Mad Men Review: “The Doorway” (Season 6, Episodes 1 & 2)


Mad Men Review: "The Doorway" (Season 6, Episodes 1 & 2)

Aloha from 1968! Break out the brylcream, fill up your lighters, and top off those tumblers: Mad Men is back baby! It’s been so long since we last trod the linoleum of Sterling Cooper Draper Pryce, you probably can’t even remember the kind of trouble we got into last season while hanging out with this crazy bunch. Remember when the guys made the company equal opportunity just to spite those coupon-peddlers over at Y&R? Or how ‘bout when Lane and Pete threw down in an old-fashioned office donnybrook? Sure the details of Roger’s pithy zingers, and Don’s flashes of brilliance might have drifted off into the smoky ether, but like any good night on the town, who needs to remember the details?

Yup, its gonna be another barnburner year of office shenanigans with the old gang, and what better way to start off the season than a two hour premiere exploring how you and everyone you know is going to die. … These are the sorts of situations where I wish I had John Slattery on call, so he could lighten the mood with a sarcastic rejoinder, but even Roger seems worried that his next big purchase is going to be a farm. Just shy of three people catch the late train out of existence this week, and while you don’t have to fret that your favorite character has been hurriedly thrown down a stairwell, the fallout from those dearly departed has plenty of the folks from SCDP feeling a grave chill.

Of course, this is hardly new territory for the show. For as much fun as it can often be, Mad Men has always been one of the most death-obsessed shows on television. And while death is the essential origination point for all forms of drama, Mad Men chooses to ruminate deeply on slow, undramatic deaths, the kind most of its viewership imagines for themselves, and therefore, probably dreads. I mean, it ain’t pretty, but at least the guys on Breaking Bad get to go out in a blaze of gunfire and gasoline. No, what we, and most everyone else at SCDP have to face, is that our lives share too much in common with Don, or PI Dinkins’ army lighter: they get sparked, they burn bright, but eventually the fuel runs dry, and then it’s lights out. All that’s left to mark your presence on this earth is a little rectangle with your name engraved on it.

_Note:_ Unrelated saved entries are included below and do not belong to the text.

use std::time::Instant;

use serde::{Deserialize, Serialize};

use crate::batch::TrialPlan;
use crate::config::ForagingConfig;
use crate::constants::GRID_EPSILON;
use crate::error::SimError;
use crate::random::UniformSource;
use crate::stats::{Histogram, Summary};

#[derive(Debug, Clone, Copy, Default, PartialEq, Eq, Serialize, Deserialize)]
#[serde(rename_all = "camelCase")]
pub enum GridFilter {
    // Includes `second < first`, where the second rule can never fire once
    // the first fish was eaten.
    #[default]
    All,
    Ordered,
}

impl GridFilter {
    pub fn keeps(&self, first_max_kg: f64, second_max_kg: f64) -> bool {
        match self {
            GridFilter::All => true,
            GridFilter::Ordered => second_max_kg >= first_max_kg,
        }
    }
}

pub fn trial_two<S: UniformSource + ?Sized>(source: &mut S, max_kg: f64) -> f64 {
    let mut sizes = [0.0; 2];
    source.fill_unit(&mut sizes);
    let mut kg_eaten = 0.0;
    if sizes[0] <= max_kg {
        kg_eaten += sizes[0];
    }
    if sizes[1] >= kg_eaten {
        kg_eaten += sizes[1];
    }
    kg_eaten
}

pub fn trial_three<S: UniformSource + ?Sized>(
    source: &mut S,
    first_max_kg: f64,
    second_max_kg: f64,
) -> f64 {
    let mut sizes = [0.0; 3];
    source.fill_unit(&mut sizes);
    let mut kg_eaten = 0.0;
    let mut last_eaten = 0.0;
    if sizes[0] <= first_max_kg {
        last_eaten = sizes[0];
        kg_eaten += last_eaten;
    }
    if sizes[1] >= last_eaten && sizes[1] <= second_max_kg {
        last_eaten = sizes[1];
        kg_eaten += last_eaten;
    }
    if sizes[2] >= last_eaten {
        kg_eaten += sizes[2];
    }
    kg_eaten
}

#[derive(Debug, Clone, Copy, PartialEq, Serialize)]
#[serde(rename_all = "camelCase")]
pub struct ThresholdResult {
    pub max_kg: f64,
    pub mean: f64,
    pub stdev: f64,
}

#[derive(Debug, Clone, Copy, PartialEq, Serialize)]
#[serde(rename_all = "camelCase")]
pub struct ThresholdPairResult {
    pub first_max_kg: f64,
    pub second_max_kg: f64,
    pub mean: f64,
    pub stdev: f64,
}

#[derive(Debug, Clone, PartialEq, Serialize)]
#[serde(rename_all = "camelCase")]
pub struct RetainedSamples {
    pub max_kg: f64,
    #[serde(skip)]
    pub samples: Vec<f64>,
    pub histogram: Histogram,
}

#[derive(Debug, Clone, Default, PartialEq, Serialize)]
#[serde(rename_all = "camelCase")]
pub struct ForagingTwoTable {
    pub rows: Vec<ThresholdResult>,
    pub retained: Vec<RetainedSamples>,
}

impl ForagingTwoTable {
    pub fn thresholds(&self) -> Vec<f64> {
        self.rows.iter().map(|r| r.max_kg).collect()
    }

    pub fn means(&self) -> Vec<f64> {
        self.rows.iter().map(|r| r.mean).collect()
    }

    pub fn stdevs(&self) -> Vec<f64> {
        self.rows.iter().map(|r| r.stdev).collect()
    }

    // Ties go to the lower threshold.
    pub fn best(&self) -> Option<&ThresholdResult> {
        self.rows.iter().fold(None, |best, row| match best {
            Some(b) if b.mean >= row.mean => Some(b),
            _ => Some(row),
        })
    }
}

#[derive(Debug, Clone, Default, PartialEq, Serialize)]
#[serde(rename_all = "camelCase")]
pub struct ForagingThreeTable {
    pub rows: Vec<ThresholdPairResult>,
}

impl ForagingThreeTable {
    pub fn best(&self) -> Option<&ThresholdPairResult> {
        self.rows.iter().fold(None, |best, row| match best {
            Some(b) if b.mean >= row.mean => Some(b),
            _ => Some(row),
        })
    }
}

pub fn threshold_axis(cfg: &ForagingConfig) -> Vec<f64> {
    if cfg.max_kg_step <= 0.0 || cfg.max_kg_stop < 0.0 {
        return Vec::new();
    }
    let steps = (cfg.max_kg_stop / cfg.max_kg_step + GRID_EPSILON).floor() as u64;
    (0..=steps).map(|i| cfg.max_kg_step * i as f64).collect()
}

pub fn sweep_two<F>(cfg: &ForagingConfig, plan: &TrialPlan, mut on_step: F) -> Result<ForagingTwoTable, SimError>
where
    F: FnMut(&ThresholdResult),
{
    cfg.validate()?;
    plan.validate()?;

    let axis = threshold_axis(cfg);
    let started = Instant::now();
    let mut table = ForagingTwoTable::default();
    for (idx, &max_kg) in axis.iter().enumerate() {
        let samples: Vec<f64> = plan
            .run(idx as u64, |rng, n| (0..n).map(|_| trial_two(rng, max_kg)).collect::<Vec<f64>>())
            .concat();
        let summary = Summary::of(&samples);
        let row = ThresholdResult {
            max_kg,
            mean: summary.mean,
            stdev: summary.stdev,
        };
        on_step(&row);
        table.rows.push(row);

        if cfg.retains(max_kg) {
            let histogram = Histogram::of(&samples, cfg.histogram_bins, 0.0, cfg.histogram_max);
            table.retained.push(RetainedSamples {
                max_kg,
                samples,
                histogram,
            });
        }
    }
    table.retained.sort_by_key(|r| cfg.retained_rank(r.max_kg));
    log::info!(
        "foraging sweep (2 fish): {} thresholds x {} trials in {:.2?}",
        table.rows.len(),
        plan.trials,
        started.elapsed()
    );
    Ok(table)
}

pub fn sweep_three<F>(cfg: &ForagingConfig, plan: &TrialPlan, mut on_step: F) -> Result<ForagingThreeTable, SimError>
where
    F: FnMut(&ThresholdPairResult),
{
    cfg.validate()?;
    plan.validate()?;

    let axis = threshold_axis(cfg);
    let started = Instant::now();
    let mut table = ForagingThreeTable::default();
    for (i, &first_max_kg) in axis.iter().enumerate() {
        for (j, &second_max_kg) in axis.iter().enumerate() {
            if !cfg.grid_filter.keeps(first_max_kg, second_max_kg) {
                continue;
            }
            let param_index = (i * axis.len() + j) as u64;
            let samples: Vec<f64> = plan
                .run(param_index, |rng, n| {
                    (0..n)
                        .map(|_| trial_three(rng, first_max_kg, second_max_kg))
                        .collect::<Vec<f64>>()
                })
                .concat();
            let summary = Summary::of(&samples);
            let row = ThresholdPairResult {
                first_max_kg,
                second_max_kg,
                mean: summary.mean,
                stdev: summary.stdev,
            };
            on_step(&row);
            table.rows.push(row);
        }
    }
    log::info!(
        "foraging sweep (3 fish): {} cells x {} trials in {:.2?}",
        table.rows.len(),
        plan.trials,
        started.elapsed()
    );
    Ok(table)
}

#[cfg(test)]
mod tests {
    use super::*;
    use crate::random::CyclicSource;
    use proptest::prelude::*;

    const TEST_EPSILON: f64 = 1e-12;
    const TEST_SEED: u64 = 538;
    const TEST_TRIALS: u64 = 20_000;
    const TEST_BATCH: u64 = 4_000;
    const TEST_MEAN_TOLERANCE: f64 = 0.02;

    fn plan(trials: u64) -> TrialPlan {
        TrialPlan::new(trials, TEST_BATCH.min(trials), TEST_SEED)
    }

    #[test]
    fn equal_fish_are_both_eaten() {
        let mut src = CyclicSource::new(vec![0.5, 0.5]);
        assert!((trial_two(&mut src, 0.5) - 1.0).abs() < TEST_EPSILON);
    }

    #[test]
    fn heavy_first_fish_is_skipped() {
        let mut src = CyclicSource::new(vec![0.9, 0.9]);
        assert!((trial_two(&mut src, 0.5) - 0.9).abs() < TEST_EPSILON);
    }

    #[test]
    fn smaller_second_fish_is_skipped() {
        let mut src = CyclicSource::new(vec![0.4, 0.2]);
        assert!((trial_two(&mut src, 0.5) - 0.4).abs() < TEST_EPSILON);
    }

    #[test]
    fn three_hours_follow_last_eaten() {
        let mut src = CyclicSource::new(vec![0.3, 0.6, 0.5]);
        assert!((trial_three(&mut src, 0.5, 1.0) - 0.9).abs() < TEST_EPSILON);

        // Second fish over its threshold: the third only has to beat the first.
        let mut src = CyclicSource::new(vec![0.3, 0.6, 0.7]);
        assert!((trial_three(&mut src, 0.5, 0.5) - 1.0).abs() < TEST_EPSILON);

        // Nothing eaten early: the last fish is always eaten.
        let mut src = CyclicSource::new(vec![0.8, 0.9, 0.1]);
        assert!((trial_three(&mut src, 0.0, 0.0) - 0.1).abs() < TEST_EPSILON);
    }

    #[test]
    fn default_axis_has_eleven_thresholds() {
        let axis = threshold_axis(&ForagingConfig::default());
        assert_eq!(axis.len(), 11);
        assert_eq!(axis[0], 0.0);
        assert!((axis[10] - 1.0).abs() < TEST_EPSILON);
    }

    #[test]
    fn boundary_policies_differ() {
        let table = sweep_two(&ForagingConfig::default(), &plan(TEST_TRIALS), |_| {}).unwrap();
        let never = table.rows.first().unwrap();
        let always = table.rows.last().unwrap();
        // Never eating the first fish leaves only the second: E = 1/2.
        assert!((never.mean - 0.5).abs() < TEST_MEAN_TOLERANCE);
        // Always eating it: E = 1/2 + E[x2; x2 >= x1] = 1/2 + 1/3.
        assert!((always.mean - 5.0 / 6.0).abs() < TEST_MEAN_TOLERANCE);
        assert!(always.mean - never.mean > 0.25);

        let best = table.best().unwrap();
        assert!(table.rows.iter().all(|r| r.mean <= best.mean));
    }

    #[test]
    fn sweep_two_retains_histogram_thresholds() {
        let trials = 1_000;
        let mut trace = Vec::new();
        let table = sweep_two(&ForagingConfig::default(), &plan(trials), |row| trace.push(row.max_kg)).unwrap();
        assert_eq!(trace.len(), 11);
        assert_eq!(table.thresholds(), trace);
        assert_eq!(table.means().len(), table.stdevs().len());

        let kept: Vec<f64> = table.retained.iter().map(|r| r.max_kg).collect();
        assert_eq!(kept.len(), 2);
        // Configured order, not axis order.
        assert!((kept[0] - 1.0).abs() < TEST_EPSILON);
        assert!((kept[1] - 0.5).abs() < TEST_EPSILON);
        for r in &table.retained {
            assert_eq!(r.samples.len() as u64, trials);
            assert_eq!(r.histogram.total(), trials);
            assert_eq!(r.histogram.counts.len(), 20);
        }
    }

    #[test]
    fn retained_follow_configured_order() {
        let cfg = ForagingConfig {
            histogram_thresholds: vec![0.3, 0.9, 0.0],
            ..ForagingConfig::default()
        };
        let table = sweep_two(&cfg, &plan(200), |_| {}).unwrap();
        let kept: Vec<f64> = table.retained.iter().map(|r| r.max_kg).collect();
        assert_eq!(kept.len(), 3);
        for (k, t) in kept.iter().zip(&cfg.histogram_thresholds) {
            assert!((k - t).abs() < TEST_EPSILON);
        }
    }

    #[test]
    fn sweeps_are_reproducible() {
        let cfg = ForagingConfig::default();
        let a = sweep_two(&cfg, &plan(500), |_| {}).unwrap();
        let b = sweep_two(&cfg, &plan(500), |_| {}).unwrap();
        assert_eq!(a, b);
    }

    #[test]
    fn full_grid_keeps_unordered_cells() {
        let cfg = ForagingConfig::default();
        let table = sweep_three(&cfg, &plan(200), |_| {}).unwrap();
        assert_eq!(table.rows.len(), 121);
        assert!(table.rows.iter().any(|r| r.second_max_kg < r.first_max_kg));
        assert_eq!(table.rows[1].first_max_kg, 0.0);
        assert!((table.rows[1].second_max_kg - 0.1).abs() < TEST_EPSILON);
        assert!(table.best().is_some());
    }

    #[test]
    fn ordered_grid_drops_unordered_cells() {
        let cfg = ForagingConfig {
            grid_filter: GridFilter::Ordered,
            ..ForagingConfig::default()
        };
        let table = sweep_three(&cfg, &plan(200), |_| {}).unwrap();
        assert_eq!(table.rows.len(), 66);
        assert!(table.rows.iter().all(|r| r.second_max_kg >= r.first_max_kg));
    }

    #[test]
    fn bad_step_aborts_sweep() {
        let cfg = ForagingConfig {
            max_kg_step: 0.0,
            ..ForagingConfig::default()
        };
        let mut steps = 0;
        let err = sweep_three(&cfg, &plan(200), |_| steps += 1).unwrap_err();
        assert!(matches!(err, SimError::InvalidConfig(_)));
        assert_eq!(steps, 0);
    }

    proptest! {
        #[test]
        fn prop_three_hour_total_is_bounded(
            a in 0.0..1.0f64,
            b in 0.0..1.0f64,
            c in 0.0..1.0f64,
            first in 0.0..=1.0f64,
            second in 0.0..=1.0f64
        ) {
            let mut src = CyclicSource::new(vec![a, b, c]);
            let total = trial_three(&mut src, first, second);
            prop_assert!((0.0..=3.0).contains(&total));
            // Either the last fish is eaten or something heavier already was.
            prop_assert!(total >= c);
        }

        #[test]
        fn prop_two_hour_total_is_bounded(
            a in 0.0..1.0f64,
            b in 0.0..1.0f64,
            max_kg in 0.0..=1.0f64
        ) {
            let mut src = CyclicSource::new(vec![a, b]);
            let total = trial_two(&mut src, max_kg);
            prop_assert!((0.0..=2.0).contains(&total));
        }
    }
}
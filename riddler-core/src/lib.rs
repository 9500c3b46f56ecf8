pub mod batch;
pub mod chart;
pub mod config;
pub mod constants;
pub mod error;
pub mod foraging;
pub mod geo;
pub mod random;
pub mod rendezvous;
pub mod stats;

pub use batch::TrialPlan;
pub use chart::ChartSink;
pub use config::{ForagingConfig, RendezvousConfig, SimConfig};
pub use error::SimError;
pub use foraging::{
    ForagingThreeTable, ForagingTwoTable, GridFilter, ThresholdPairResult, ThresholdResult,
};
pub use geo::GeoPoint;
pub use random::{CyclicSource, UniformSource};
pub use rendezvous::{LatitudeSampling, RatioResult, RendezvousTable};
pub use stats::{Histogram, Summary};
use rand::SeedableRng;
use rand_chacha::ChaCha8Rng;
use rayon::prelude::*;
use serde::Serialize;

use crate::error::SimError;

#[derive(Debug, Clone, Copy, PartialEq, Eq, Serialize)]
#[serde(rename_all = "camelCase")]
pub struct TrialPlan {
    pub trials: u64,
    pub batch_size: u64,
    pub seed: u64,
}

impl TrialPlan {
    pub fn new(trials: u64, batch_size: u64, seed: u64) -> Self {
        Self {
            trials,
            batch_size,
            seed,
        }
    }

    pub fn validate(&self) -> Result<(), SimError> {
        if self.trials == 0 {
            return Err(SimError::invalid_config("trials must be > 0"));
        }
        if self.batch_size == 0 {
            return Err(SimError::invalid_config("batchSize must be > 0"));
        }
        // Batch indices fill the low 32 bits of the stream id.
        if self.batch_count() > u32::MAX as u64 {
            return Err(SimError::invalid_config(format!(
                "{} batches exceed the {} streams per parameter",
                self.batch_count(),
                u32::MAX
            )));
        }
        Ok(())
    }

    pub fn batch_count(&self) -> u64 {
        self.trials.div_ceil(self.batch_size)
    }

    // One stream per (param, batch), independent of rayon's scheduling.
    pub fn batch_rng(&self, param_index: u64, batch_index: u64) -> ChaCha8Rng {
        let mut rng = ChaCha8Rng::seed_from_u64(self.seed);
        rng.set_stream((param_index << 32) | (batch_index & 0xffff_ffff));
        rng
    }

    pub fn run<T, F>(&self, param_index: u64, f: F) -> Vec<T>
    where
        T: Send,
        F: Fn(&mut ChaCha8Rng, u64) -> T + Sync,
    {
        (0..self.batch_count())
            .into_par_iter()
            .map(|batch| {
                let start = batch * self.batch_size;
                let n = self.batch_size.min(self.trials - start);
                let mut rng = self.batch_rng(param_index, batch);
                f(&mut rng, n)
            })
            .collect()
    }
}
use std::io;

use thiserror::Error;

#[derive(Error, Debug)]
pub enum SimError {
    #[error("IO error: {0}")]
    Io(#[from] io::Error),

    #[error("JSON error: {0}")]
    Json(#[from] serde_json::Error),

    #[error("invalid ratio {0}: ratio must be finite and > 0")]
    InvalidRatio(f64),

    #[error("invalid configuration: {0}")]
    InvalidConfig(String),
}

impl SimError {
    pub fn invalid_config(msg: impl Into<String>) -> Self {
        SimError::InvalidConfig(msg.into())
    }
}
use serde::Serialize;

// Population standard deviation.
#[derive(Debug, Clone, Copy, Default, PartialEq, Serialize)]
#[serde(rename_all = "camelCase")]
pub struct Summary {
    pub count: usize,
    pub mean: f64,
    pub stdev: f64,
}

impl Summary {
    pub fn of(samples: &[f64]) -> Self {
        if samples.is_empty() {
            return Self::default();
        }
        let count = samples.len();
        let n = count as f64;
        let mean = samples.iter().sum::<f64>() / n;
        let var = samples.iter().map(|v| (v - mean).powi(2)).sum::<f64>() / n;
        Self {
            count,
            mean,
            stdev: var.sqrt(),
        }
    }
}

// The last bin includes `hi`.
#[derive(Debug, Clone, PartialEq, Serialize)]
#[serde(rename_all = "camelCase")]
pub struct Histogram {
    pub lo: f64,
    pub hi: f64,
    pub counts: Vec<u64>,
}

impl Histogram {
    // Values outside `[lo, hi]` and NaN are dropped.
    pub fn of(samples: &[f64], bins: usize, lo: f64, hi: f64) -> Self {
        let mut counts = vec![0u64; bins];
        let width = hi - lo;
        if bins == 0 || width <= 0.0 {
            return Self { lo, hi, counts };
        }
        for &v in samples {
            if !(lo..=hi).contains(&v) {
                continue;
            }
            let idx = (((v - lo) / width) * bins as f64).floor() as usize;
            counts[idx.min(bins - 1)] += 1;
        }
        Self { lo, hi, counts }
    }

    pub fn bin_width(&self) -> f64 {
        if self.counts.is_empty() {
            return 0.0;
        }
        (self.hi - self.lo) / self.counts.len() as f64
    }

    pub fn edges(&self) -> Vec<f64> {
        let w = self.bin_width();
        (0..self.counts.len()).map(|i| self.lo + w * i as f64).collect()
    }

    pub fn total(&self) -> u64 {
        self.counts.iter().sum()
    }
}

Superfuntelevisionamirightguys?! And here I was thinking that The Walking Dead being on break would mean we could make it through a Sunday night without an existential crisis (The Walking Dead often makes viewers ask “why?”… as in, “why isn’t this show better?”). That’s a bit overdramatic, but I challenge you to watch the latest premiere, “The Doorway,” without catching a whiff of acrid fear in the air. As Mad Men begins its penultimate season, everyone seems acutely aware that the salad days are long gone. Winter, to borrow a phrase from HBO, is coming, and the characters can tell. The double-episode sees many struggling to deal with the feeling of being caught between different times, and different climes, all of which amounts to little more than deckchair arranging on the Titanic when only one decision matters: a cold grave, or a fiery cremation.

Take, for example, the chronology twisting opener, a POV shot from a man receiving CPR, while a woman who sounds an awful lot like Meghan cries out in shock. That’s a hell of an introduction, and when we cut to Don and Meghan soaking up the sun in Hawaii, you start to wonder if Matt Weiner has taken a cue from Breaking Bad, and teased a morbid seasonal climax upfront. As we find out from some unusual editing, the guy gone belly-up isn’t Don, but SCDP’s doorman Jonesy, who’s saved by Dr. Rosen, a surgeon that works in the building. Crisis averted, right?

If only things were that simple. Don, who seems halfway checked out from his marriage to Meghan, (AKA Corrine: the dastardly maid on the daytime soap, To Have and to Hold), is struck by the heroic, death-defying Doc. Seems that copy of Inferno didn’t make for such carefree beachside reading after all, as Don finds himself assaulted at every turn by reminders of time passing him by. The ground is shifting all around him -or at least, his office floor plan is- and while SCDP is cutting the ribbon on the new staircase that’s leading the company onward and upward, Don is in the same place he’s always been. Among the sillier joys of any new Mad Men season is seeing the tonsorial changes to the cast (Stan’s beard makes Pete’s sideburns look appropriately pathetic and Pete-ly), but guys like Don and Roger keep the same ‘dos for a reason: they don’t change with the styles of the time, because they are the style of the time.